TASK BRIEF:
Count the lines in the entries below that mention the string "Clone", then write that number by itself.
START RECORDS PROVIDED
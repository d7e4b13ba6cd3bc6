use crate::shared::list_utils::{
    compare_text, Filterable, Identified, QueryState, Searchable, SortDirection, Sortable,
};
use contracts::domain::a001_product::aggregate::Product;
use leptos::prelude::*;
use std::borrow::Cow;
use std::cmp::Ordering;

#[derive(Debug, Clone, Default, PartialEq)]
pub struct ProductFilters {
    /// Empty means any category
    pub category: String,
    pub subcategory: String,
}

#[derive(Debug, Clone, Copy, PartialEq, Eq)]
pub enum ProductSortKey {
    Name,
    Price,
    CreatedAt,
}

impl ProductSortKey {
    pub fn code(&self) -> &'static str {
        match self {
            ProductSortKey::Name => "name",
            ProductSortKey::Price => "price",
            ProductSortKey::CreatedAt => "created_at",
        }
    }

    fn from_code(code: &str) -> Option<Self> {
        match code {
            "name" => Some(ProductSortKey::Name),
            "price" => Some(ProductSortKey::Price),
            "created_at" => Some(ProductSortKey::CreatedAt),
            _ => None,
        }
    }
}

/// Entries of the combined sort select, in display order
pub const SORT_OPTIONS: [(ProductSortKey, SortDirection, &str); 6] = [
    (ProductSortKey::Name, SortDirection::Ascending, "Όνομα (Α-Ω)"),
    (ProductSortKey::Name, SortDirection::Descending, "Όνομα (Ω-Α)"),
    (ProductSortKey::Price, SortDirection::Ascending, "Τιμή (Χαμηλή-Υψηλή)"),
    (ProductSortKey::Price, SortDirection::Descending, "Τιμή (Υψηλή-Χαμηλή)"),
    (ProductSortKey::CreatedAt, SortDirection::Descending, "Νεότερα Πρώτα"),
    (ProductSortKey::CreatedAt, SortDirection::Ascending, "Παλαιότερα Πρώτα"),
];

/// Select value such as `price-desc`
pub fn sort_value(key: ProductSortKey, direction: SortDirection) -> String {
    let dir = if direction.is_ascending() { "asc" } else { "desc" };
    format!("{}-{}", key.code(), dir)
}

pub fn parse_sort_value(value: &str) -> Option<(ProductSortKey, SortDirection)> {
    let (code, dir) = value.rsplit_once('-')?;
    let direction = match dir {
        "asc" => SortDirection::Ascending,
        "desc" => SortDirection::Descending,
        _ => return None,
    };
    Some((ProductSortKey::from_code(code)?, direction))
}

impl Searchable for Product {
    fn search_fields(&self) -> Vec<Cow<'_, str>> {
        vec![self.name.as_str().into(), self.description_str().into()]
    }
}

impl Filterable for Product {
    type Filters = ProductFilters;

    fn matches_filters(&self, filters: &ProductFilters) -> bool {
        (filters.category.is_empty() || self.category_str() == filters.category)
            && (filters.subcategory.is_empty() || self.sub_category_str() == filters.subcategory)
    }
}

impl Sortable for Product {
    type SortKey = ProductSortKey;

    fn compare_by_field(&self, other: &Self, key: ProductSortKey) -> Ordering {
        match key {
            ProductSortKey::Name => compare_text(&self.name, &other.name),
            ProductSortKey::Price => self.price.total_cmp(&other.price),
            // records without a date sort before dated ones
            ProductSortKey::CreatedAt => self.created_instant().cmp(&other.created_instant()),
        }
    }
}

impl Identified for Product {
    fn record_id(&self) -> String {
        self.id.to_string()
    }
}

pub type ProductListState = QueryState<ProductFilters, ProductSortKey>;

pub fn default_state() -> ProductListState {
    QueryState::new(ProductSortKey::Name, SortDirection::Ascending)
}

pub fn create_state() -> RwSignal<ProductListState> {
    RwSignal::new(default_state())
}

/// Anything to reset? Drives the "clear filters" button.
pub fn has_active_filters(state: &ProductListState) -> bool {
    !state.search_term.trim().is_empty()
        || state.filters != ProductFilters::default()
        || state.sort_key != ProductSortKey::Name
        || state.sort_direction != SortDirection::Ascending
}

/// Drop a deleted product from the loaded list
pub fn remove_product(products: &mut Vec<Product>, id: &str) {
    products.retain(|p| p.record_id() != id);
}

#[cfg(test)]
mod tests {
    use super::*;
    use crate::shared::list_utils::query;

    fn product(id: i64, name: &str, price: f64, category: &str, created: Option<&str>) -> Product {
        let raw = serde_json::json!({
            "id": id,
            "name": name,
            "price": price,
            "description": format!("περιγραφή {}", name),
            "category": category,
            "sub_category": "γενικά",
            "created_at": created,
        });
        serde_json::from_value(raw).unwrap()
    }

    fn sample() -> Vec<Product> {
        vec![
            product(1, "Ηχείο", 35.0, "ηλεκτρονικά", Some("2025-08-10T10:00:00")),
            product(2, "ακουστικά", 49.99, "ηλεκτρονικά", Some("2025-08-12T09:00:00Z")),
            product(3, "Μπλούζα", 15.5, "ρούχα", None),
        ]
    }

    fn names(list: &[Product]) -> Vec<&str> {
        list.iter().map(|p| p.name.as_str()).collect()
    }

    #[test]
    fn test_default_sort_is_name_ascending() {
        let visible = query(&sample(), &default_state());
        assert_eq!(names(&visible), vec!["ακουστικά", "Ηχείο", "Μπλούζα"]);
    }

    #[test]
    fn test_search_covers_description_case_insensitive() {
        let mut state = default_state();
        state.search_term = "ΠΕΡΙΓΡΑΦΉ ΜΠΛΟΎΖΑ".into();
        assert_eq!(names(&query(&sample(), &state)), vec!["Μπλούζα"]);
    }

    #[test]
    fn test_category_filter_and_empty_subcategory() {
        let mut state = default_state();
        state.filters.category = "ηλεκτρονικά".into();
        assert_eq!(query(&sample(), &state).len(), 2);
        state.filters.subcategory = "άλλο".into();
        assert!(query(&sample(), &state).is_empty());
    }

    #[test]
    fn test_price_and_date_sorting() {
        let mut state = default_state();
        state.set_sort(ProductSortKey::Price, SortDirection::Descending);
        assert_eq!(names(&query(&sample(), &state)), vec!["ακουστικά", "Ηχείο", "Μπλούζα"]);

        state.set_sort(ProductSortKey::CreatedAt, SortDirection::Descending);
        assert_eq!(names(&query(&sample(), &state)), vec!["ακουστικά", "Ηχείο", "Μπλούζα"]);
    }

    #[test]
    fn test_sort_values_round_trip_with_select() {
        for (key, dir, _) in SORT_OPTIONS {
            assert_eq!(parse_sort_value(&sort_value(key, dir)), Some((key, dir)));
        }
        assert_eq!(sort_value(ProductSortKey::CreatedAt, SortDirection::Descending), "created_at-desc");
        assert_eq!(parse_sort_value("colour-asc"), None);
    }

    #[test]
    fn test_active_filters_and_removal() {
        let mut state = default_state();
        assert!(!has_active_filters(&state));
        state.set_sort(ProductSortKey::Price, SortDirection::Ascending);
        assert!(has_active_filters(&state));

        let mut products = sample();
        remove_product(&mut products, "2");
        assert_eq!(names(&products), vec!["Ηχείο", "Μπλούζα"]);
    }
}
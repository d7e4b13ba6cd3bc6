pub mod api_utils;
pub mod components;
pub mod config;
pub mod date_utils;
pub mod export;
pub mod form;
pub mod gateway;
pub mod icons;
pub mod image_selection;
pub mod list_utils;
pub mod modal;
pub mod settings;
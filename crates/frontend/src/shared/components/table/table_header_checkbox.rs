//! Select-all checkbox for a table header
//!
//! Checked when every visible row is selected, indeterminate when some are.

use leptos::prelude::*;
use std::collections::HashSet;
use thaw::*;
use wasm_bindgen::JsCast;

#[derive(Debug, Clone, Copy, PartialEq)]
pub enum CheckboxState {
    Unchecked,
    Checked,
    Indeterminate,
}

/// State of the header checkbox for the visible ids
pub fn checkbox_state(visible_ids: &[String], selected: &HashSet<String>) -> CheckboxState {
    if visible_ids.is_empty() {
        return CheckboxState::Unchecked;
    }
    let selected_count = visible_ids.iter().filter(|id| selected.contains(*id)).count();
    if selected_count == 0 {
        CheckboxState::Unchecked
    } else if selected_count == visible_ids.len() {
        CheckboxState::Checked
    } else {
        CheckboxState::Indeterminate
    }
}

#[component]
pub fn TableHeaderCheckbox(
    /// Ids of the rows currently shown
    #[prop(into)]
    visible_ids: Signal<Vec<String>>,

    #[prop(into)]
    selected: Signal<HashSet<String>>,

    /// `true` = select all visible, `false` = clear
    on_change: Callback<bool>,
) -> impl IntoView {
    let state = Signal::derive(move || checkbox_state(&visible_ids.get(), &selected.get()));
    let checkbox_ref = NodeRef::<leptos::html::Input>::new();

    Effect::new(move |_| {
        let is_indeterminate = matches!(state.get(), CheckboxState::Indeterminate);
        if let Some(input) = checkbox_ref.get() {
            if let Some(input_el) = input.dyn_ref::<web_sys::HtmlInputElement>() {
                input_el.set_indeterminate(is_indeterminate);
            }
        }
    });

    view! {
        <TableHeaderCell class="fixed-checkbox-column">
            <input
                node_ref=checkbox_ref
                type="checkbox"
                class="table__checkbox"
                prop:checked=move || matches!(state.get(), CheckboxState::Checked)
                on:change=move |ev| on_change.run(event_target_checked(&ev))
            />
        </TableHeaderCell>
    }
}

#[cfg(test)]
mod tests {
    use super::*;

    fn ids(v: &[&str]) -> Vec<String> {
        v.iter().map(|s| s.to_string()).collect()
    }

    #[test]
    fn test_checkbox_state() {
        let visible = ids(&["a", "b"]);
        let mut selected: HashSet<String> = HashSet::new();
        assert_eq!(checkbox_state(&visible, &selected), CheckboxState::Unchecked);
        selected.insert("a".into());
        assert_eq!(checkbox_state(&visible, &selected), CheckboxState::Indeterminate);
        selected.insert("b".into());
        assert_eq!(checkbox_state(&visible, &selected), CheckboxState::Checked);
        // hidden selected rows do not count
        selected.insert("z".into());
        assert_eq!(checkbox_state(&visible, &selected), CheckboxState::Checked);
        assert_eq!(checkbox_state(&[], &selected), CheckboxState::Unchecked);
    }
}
END RECORDS PROVIDED
PROBLEM SOLUTION:
3